El golpe de gracia contra los estereotipos femeninos en la narrativa policial argentina puede encontrarse en la saga de Ruth Epelbaum, la detective creada por María Inés Krimer a partir de una lectura de la novela negra en clave feminista y de actualidad: la trata de personas en Sangre kosher (2010), las cirugías estéticas y el narcotráfico en Siliconas express (2013) y la explotación laboral de inmigrantes en Sangre fashion (2015).
Epelbaum vive en Villa Crespo y aunque le dicen que "no es trabajo para una mujer" se convierte en detective para investigar la desaparición de una joven. La serie actualiza hitos de la cultura judía en la Argentina, desde las cacerías antisemitas en la Semana Trágica hasta el secuestro de Adolf Eichmann y desde la Zwi Migdal –la mítica organización de rufianes polacos- a los relatos sobre el ghetto de Varsovia, y a la vez explora aspectos oscuros de las figuraciones convencionales de las mujeres, el revés de los modelos de belleza y negocios que se ocultan detrás de esas fachadas.

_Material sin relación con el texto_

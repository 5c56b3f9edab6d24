//! Project workspace paths: compile temp dir, manifest, build output.

use serde_json::Value;
use sha2::{Digest, Sha256};
use std::fs;
use std::path::{Path, PathBuf};

use crate::error::Result;

use super::Workspace;

/// Build output directories, relative to the base dir.
pub const BUILD_DIRS: [&str; 2] = ["public", "app/view"];

/// Manifest file, relative to the base dir.
pub const MANIFEST_FILE: &str = "config/manifest.json";

/// Project name: `package.json` `name`, else the directory name.
pub fn project_name(base_dir: &Path) -> String {
    let from_package = fs::read_to_string(base_dir.join("package.json"))
        .ok()
        .and_then(|content| serde_json::from_str::<Value>(&content).ok())
        .and_then(|pkg| pkg.get("name").and_then(Value::as_str).map(String::from));

    let name = from_package.unwrap_or_else(|| {
        base_dir
            .file_name()
            .map(|n| n.to_string_lossy().to_string())
            .unwrap_or_else(|| "project".to_string())
    });

    // Scoped package names contain a slash.
    name.replace(['/', '\\', '@'], "_")
}

/// `<system temp>/easypack/<project name>-<hash>` for a base dir.
pub fn compile_temp_dir(base_dir: &Path) -> PathBuf {
    let hash = hex::encode(Sha256::digest(base_dir.to_string_lossy().as_bytes()));
    std::env::temp_dir()
        .join("easypack")
        .join(format!("{}-{}", project_name(base_dir), &hash[..8]))
}

fn remove(path: &Path) -> Result<()> {
    if path.is_dir() {
        fs::remove_dir_all(path)?;
        tracing::debug!(path = %path.display(), "removed directory");
    } else if path.exists() {
        fs::remove_file(path)?;
        tracing::debug!(path = %path.display(), "removed file");
    }
    Ok(())
}

/// Default [`Workspace`] over the local filesystem.
#[derive(Debug, Clone, Copy, Default)]
pub struct ProjectWorkspace;

impl ProjectWorkspace {
    pub fn new() -> Self {
        Self
    }
}

impl Workspace for ProjectWorkspace {
    fn compile_temp_dir(&self, base_dir: &Path) -> PathBuf {
        compile_temp_dir(base_dir)
    }

    fn clear_temp_dir(&self, base_dir: &Path) -> Result<()> {
        remove(&compile_temp_dir(base_dir))
    }

    fn clear_manifest(&self, base_dir: &Path) -> Result<()> {
        remove(&base_dir.join(MANIFEST_FILE))
    }

    fn clear_build_dir(&self, base_dir: &Path) -> Result<()> {
        for dir in BUILD_DIRS {
            remove(&base_dir.join(dir))?;
        }
        Ok(())
    }
}

#[cfg(test)]
mod tests {
    use super::*;
    use tempfile::TempDir;

    #[test]
    fn project_name_prefers_package_json() {
        let temp = TempDir::new().unwrap();
        fs::write(temp.path().join("package.json"), r#"{"name": "@shop/web"}"#).unwrap();
        assert_eq!(project_name(temp.path()), "_shop_web");
    }

    #[test]
    fn project_name_falls_back_to_dir() {
        assert_eq!(project_name(Path::new("/work/storefront")), "storefront");
    }

    #[test]
    fn temp_dir_is_stable_and_distinct() {
        let a = compile_temp_dir(Path::new("/work/a/site"));
        let b = compile_temp_dir(Path::new("/work/b/site"));

        assert_eq!(a, compile_temp_dir(Path::new("/work/a/site")));
        assert_ne!(a, b);
        assert!(a.starts_with(std::env::temp_dir().join("easypack")));
        let name = a.file_name().unwrap().to_string_lossy().to_string();
        assert!(name.starts_with("site-"));
        assert_eq!(name.len(), "site-".len() + 8);
    }

    #[test]
    fn clear_build_dir_removes_outputs() {
        let temp = TempDir::new().unwrap();
        fs::create_dir_all(temp.path().join("public/js")).unwrap();
        fs::create_dir_all(temp.path().join("app/view")).unwrap();
        fs::write(temp.path().join("app/view/index.html"), "").unwrap();
        fs::create_dir_all(temp.path().join("app/controller")).unwrap();

        ProjectWorkspace::new().clear_build_dir(temp.path()).unwrap();

        assert!(!temp.path().join("public").exists());
        assert!(!temp.path().join("app/view").exists());
        assert!(temp.path().join("app/controller").exists());
    }

    #[test]
    fn clear_manifest_removes_only_the_file() {
        let temp = TempDir::new().unwrap();
        fs::create_dir_all(temp.path().join("config")).unwrap();
        fs::write(temp.path().join("config/manifest.json"), "{}").unwrap();
        fs::write(temp.path().join("config/config.default.js"), "").unwrap();

        ProjectWorkspace::new().clear_manifest(temp.path()).unwrap();

        assert!(!temp.path().join("config/manifest.json").exists());
        assert!(temp.path().join("config/config.default.js").exists());
    }

    #[test]
    fn clearing_missing_paths_is_ok() {
        let temp = TempDir::new().unwrap();
        let workspace = ProjectWorkspace::new();
        workspace.clear_manifest(temp.path()).unwrap();
        workspace.clear_build_dir(temp.path()).unwrap();
        workspace.clear_temp_dir(temp.path()).unwrap();
    }

    #[test]
    fn clear_temp_dir_removes_compiled_config() {
        let temp = TempDir::new().unwrap();
        let dir = compile_temp_dir(temp.path());
        fs::create_dir_all(&dir).unwrap();
        fs::write(dir.join("webpack.config.json"), "[]").unwrap();

        ProjectWorkspace::new().clear_temp_dir(temp.path()).unwrap();

        assert!(!dir.exists());
    }
}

Las novelas de Krimer abrevan en voces y refranes de la tradición cultural judía, y de allí provienen los recursos de la protagonista como investigadora: "Sólo quería que se conociera la verdad. Pero la verdad era solo una pregunta, un signo de interrogación. El pensamiento judío se basaba en la duda". La trilogía también reformula el tópico de la pareja de personajes –el detective y el auxiliar que lo acompaña y a la vez narra la historia, según el modelo de Sherlock Holmes y Watson– y rodea a la protagonista de un grupo diverso: Gladys, su shikse, especialista en "policiales tramontina" (como llamaba la gran cronista Marta Ferro a los crímenes en contextos de extrema pobreza); Lea, la prima, y Lola, una travesti.
"La idea (de ser detective) no me hacía mucha gracia –reflexiona Epelbaum-. Acá los detectives tenían mala prensa. O eran servicios o eran canas". Ahora también son mujeres.